Formula & Theory — Stokes’ Law Calculator

The Stokes’ Law Calculator applies the analytical solution for creeping flow (Re_p ≪ 1) around a solid sphere:

F_d  = 6 · π · μ · r · v                        (Stokes drag)
v_t  = 2 · r² · (ρ_p − ρ_f) · g / (9 · μ)       (terminal velocity)
Re_p = 2 · r · v · ρ_f / μ                       (particle Reynolds)
SymbolMeaningSI Unit
F_dStokes drag forceN
v_tTerminal settling velocitym/s
μDynamic viscosity of fluidPa·s
rSphere radiusm
ρ_pParticle (sphere) densitykg/m³
ρ_fSurrounding fluid densitykg/m³
gGravitational acceleration (9.81)m/s²
Re_pParticle Reynolds number

Stokes’ law is strictly valid for Re_p < 0.1 (error < 1 %) and approximately valid up to Re_p ≈ 1. For Re_p from 1 to 1000, use the Oseen (1 + 3Re/16) correction or the Schiller–Naumann empirical drag correlation. Terminal velocity scales as r², so doubling particle size quadruples settling speed.
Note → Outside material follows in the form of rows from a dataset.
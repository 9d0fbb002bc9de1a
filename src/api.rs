//! Models and handler for the movie metadata API.
//!
//! Only transient failures and cancellation are errors here. Any other
//! unsuccessful status comes back as [`ApiOutcome::Failure`], so callers can
//! treat "nothing to load" as an ordinary result.

use reqwest::{Response, StatusCode};
use serde::{de::DeserializeOwned, Deserialize, Serialize};

use crate::{LoaderError, ResilientClient, Result};

pub const RANDOM_MOVIE_PATH: &str = "/v1.4/movie/random";
pub const MOVIE_IMAGES_PATH: &str = "/v1.4/image";

/// Query for `GET /v1.4/movie/random`.
///
/// Range fields carry their wire names; the query builder folds each
/// `min`/`max` pair into one `<field>=min-max` parameter.
#[derive(Clone, Debug, Default, PartialEq, Serialize)]
pub struct RandomMovieRequest {
    pub id: Option<i64>,
    pub status: Option<String>,
    #[serde(rename = "minyear")]
    pub min_year: Option<i32>,
    #[serde(rename = "maxyear")]
    pub max_year: Option<i32>,
    #[serde(rename = "minrating.kp")]
    pub min_rating_kp: Option<f64>,
    #[serde(rename = "maxrating.kp")]
    pub max_rating_kp: Option<f64>,
    #[serde(rename = "minrating.imdb")]
    pub min_rating_imdb: Option<f64>,
    #[serde(rename = "maxrating.imdb")]
    pub max_rating_imdb: Option<f64>,
    #[serde(rename = "minvotes.kp")]
    pub min_votes_kp: Option<i64>,
    #[serde(rename = "maxvotes.kp")]
    pub max_votes_kp: Option<i64>,
    #[serde(rename = "minvotes.imdb")]
    pub min_votes_imdb: Option<i64>,
    #[serde(rename = "maxvotes.imdb")]
    pub max_votes_imdb: Option<i64>,
}

impl RandomMovieRequest {
    pub const COMPLETED: &'static str = "completed";

    /// A request for any finished title.
    pub fn completed() -> Self {
        Self {
            status: Some(Self::COMPLETED.to_owned()),
            ..Self::default()
        }
    }

    /// A request pinned to one title.
    pub fn by_id(id: i64) -> Self {
        Self {
            id: Some(id),
            ..Self::default()
        }
    }
}

/// Query for `GET /v1.4/image`.
#[derive(Clone, Debug, PartialEq, Serialize)]
#[serde(rename_all = "camelCase")]
pub struct MovieImagesRequest {
    pub page: u32,
    pub limit: u32,
    pub movie_id: i64,
    #[serde(rename = "type")]
    pub kind: String,
}

impl MovieImagesRequest {
    pub const FRAME: &'static str = "frame";

    /// First page of up to ten frames for `movie_id`.
    pub fn frames(movie_id: i64) -> Self {
        Self {
            page: 1,
            limit: 10,
            movie_id,
            kind: Self::FRAME.to_owned(),
        }
    }
}

#[derive(Clone, Debug, Default, Deserialize, PartialEq)]
#[serde(default)]
pub struct Rating {
    pub kp: Option<f64>,
    pub imdb: Option<f64>,
}

#[derive(Clone, Debug, Default, Deserialize, PartialEq)]
#[serde(default)]
pub struct Votes {
    pub kp: Option<i64>,
    pub imdb: Option<i64>,
}

/// A title as returned by the random movie endpoint.
#[derive(Clone, Debug, Default, Deserialize, PartialEq)]
#[serde(default, rename_all = "camelCase")]
pub struct MovieDto {
    pub id: i64,
    pub name: Option<String>,
    pub en_name: Option<String>,
    pub type_number: Option<i32>,
    pub year: Option<i32>,
    pub rating: Rating,
    pub votes: Votes,
}

#[derive(Clone, Debug, Default, Deserialize, PartialEq)]
#[serde(default, rename_all = "camelCase")]
pub struct ImageDoc {
    pub movie_id: Option<i64>,
    pub url: Option<String>,
}

/// One page of the image listing.
#[derive(Clone, Debug, Default, Deserialize, PartialEq)]
#[serde(default)]
pub struct ImagesPage {
    pub docs: Vec<ImageDoc>,
    pub total: Option<u64>,
    pub page: Option<u32>,
    pub pages: Option<u32>,
}

impl ImagesPage {
    /// Image URLs in page order, skipping entries without one.
    pub fn urls(&self) -> Vec<String> {
        self.docs.iter().filter_map(|doc| doc.url.clone()).collect()
    }
}

/// A non-transient failure reported by the API.
#[derive(Clone, Debug, PartialEq, Eq)]
pub struct ApiFailure {
    pub status: u16,
    pub kind: String,
    pub message: String,
}

#[derive(Default, Deserialize)]
#[serde(default)]
struct ErrorBody {
    error: Option<String>,
    message: Option<serde_json::Value>,
}

#[derive(Clone, Debug, PartialEq)]
pub enum ApiOutcome<T> {
    Success(T),
    Failure(ApiFailure),
}

impl<T> ApiOutcome<T> {
    pub fn is_success(&self) -> bool {
        matches!(self, Self::Success(_))
    }

    pub fn success(self) -> Option<T> {
        match self {
            Self::Success(value) => Some(value),
            Self::Failure(_) => None,
        }
    }
}

/// Typed access to the API endpoints used by the workers.
#[derive(Clone, Debug)]
pub struct ApiHandler {
    client: ResilientClient,
}

impl ApiHandler {
    pub fn new(client: ResilientClient) -> Self {
        Self { client }
    }

    pub async fn random_movie(&self, request: &RandomMovieRequest) -> Result<ApiOutcome<MovieDto>> {
        self.fetch(RANDOM_MOVIE_PATH, request).await
    }

    pub async fn movie_images(&self, request: &MovieImagesRequest) -> Result<ApiOutcome<ImagesPage>> {
        self.fetch(MOVIE_IMAGES_PATH, request).await
    }

    /// GETs `path` with `request` as the query and decodes a JSON body.
    pub async fn fetch<Q, T>(&self, path: &str, request: &Q) -> Result<ApiOutcome<T>>
    where
        Q: Serialize,
        T: DeserializeOwned,
    {
        let response = self.client.get_query(path, request).await?;
        let status = response.status();
        if !status.is_success() {
            let failure = self.failure_from(response).await?;
            tracing::warn!(
                path,
                status = failure.status,
                kind = %failure.kind,
                message = %failure.message,
                "api request failed"
            );
            return Ok(ApiOutcome::Failure(failure));
        }

        let body = self.client.read_body(response.bytes()).await?;
        serde_json::from_slice(&body)
            .map(ApiOutcome::Success)
            .map_err(|err| LoaderError::Decode(format!("{path}: {err}")))
    }

    /// Builds the failure from the error body. A body that cannot be read
    /// yields empty details; cancellation still propagates.
    async fn failure_from(&self, response: Response) -> Result<ApiFailure> {
        let status = response.status();
        let body = match self.client.read_body(response.text()).await {
            Ok(body) => body,
            Err(LoaderError::Cancelled) => return Err(LoaderError::Cancelled),
            Err(_) => String::new(),
        };
        Ok(failure_details(status, &body))
    }
}

fn failure_details(status: StatusCode, body: &str) -> ApiFailure {
    let parsed: ErrorBody = serde_json::from_str(body).unwrap_or_default();

    let kind = parsed
        .error
        .filter(|error| !error.is_empty())
        .unwrap_or_else(|| reason(status));
    let message = match parsed.message {
        Some(serde_json::Value::String(message)) => message,
        Some(serde_json::Value::Array(messages)) => messages
            .iter()
            .map(|message| message.as_str().map_or_else(|| message.to_string(), str::to_owned))
            .collect::<Vec<_>>()
            .join("; "),
        Some(other) => other.to_string(),
        None => body.trim().to_owned(),
    };

    ApiFailure {
        status: status.as_u16(),
        kind,
        message,
    }
}

fn reason(status: StatusCode) -> String {
    status
        .canonical_reason()
        .map_or_else(|| status.as_u16().to_string(), str::to_owned)
}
Use Cases for Stokes’ Law Calculator

  • Particle settling and sedimentation — predict how quickly soil, clay or flocculated particles settle in water treatment sedimentation tanks or clarifiers.
  • Centrifugation analysis — scale Stokes’ law to centrifugal acceleration g_eff = ω²r for microcentrifuge and ultracentrifuge separation design.
  • Aerosol deposition and filtration — estimate gravitational settling velocity of dust, pollen, PM2.5 and fine-particle emissions in indoor and outdoor air quality modelling.
  • Falling-sphere viscometry — determine the dynamic viscosity of an unknown fluid by timing a calibrated ball-bearing falling through a vertical viscometer tube.
  • Pharmaceutical suspension stability — assess creaming or sedimentation velocity of drug particles to determine required stabiliser type and concentration.
  • Educational demonstration of drag — show that drag is proportional to velocity (not v²) in the Stokes regime, contrasting with turbulent (high-Re) quadratic drag.

Frequently asked questions about Stokes' Law Calculator

What is Stokes' law?

An expression for the viscous drag on a small sphere moving slowly through a Newtonian fluid: F = 6π·μ·r·v.

When does Stokes' law apply?

Strictly for Re < 1 (creeping flow). For higher Reynolds numbers use the Oseen correction or empirical drag curves.

What is terminal velocity?

The constant settling velocity at which gravitational, buoyancy and drag forces balance: v_t = 2r²(ρ_p − ρ_f)g / (9μ).

Is the calculator suitable for particle separation?

Yes, for small particles in viscous fluids (sedimentation, centrifugation in the low-Re regime).

Is my data stored?

No. All calculations happen in your browser; nothing is sent to a server.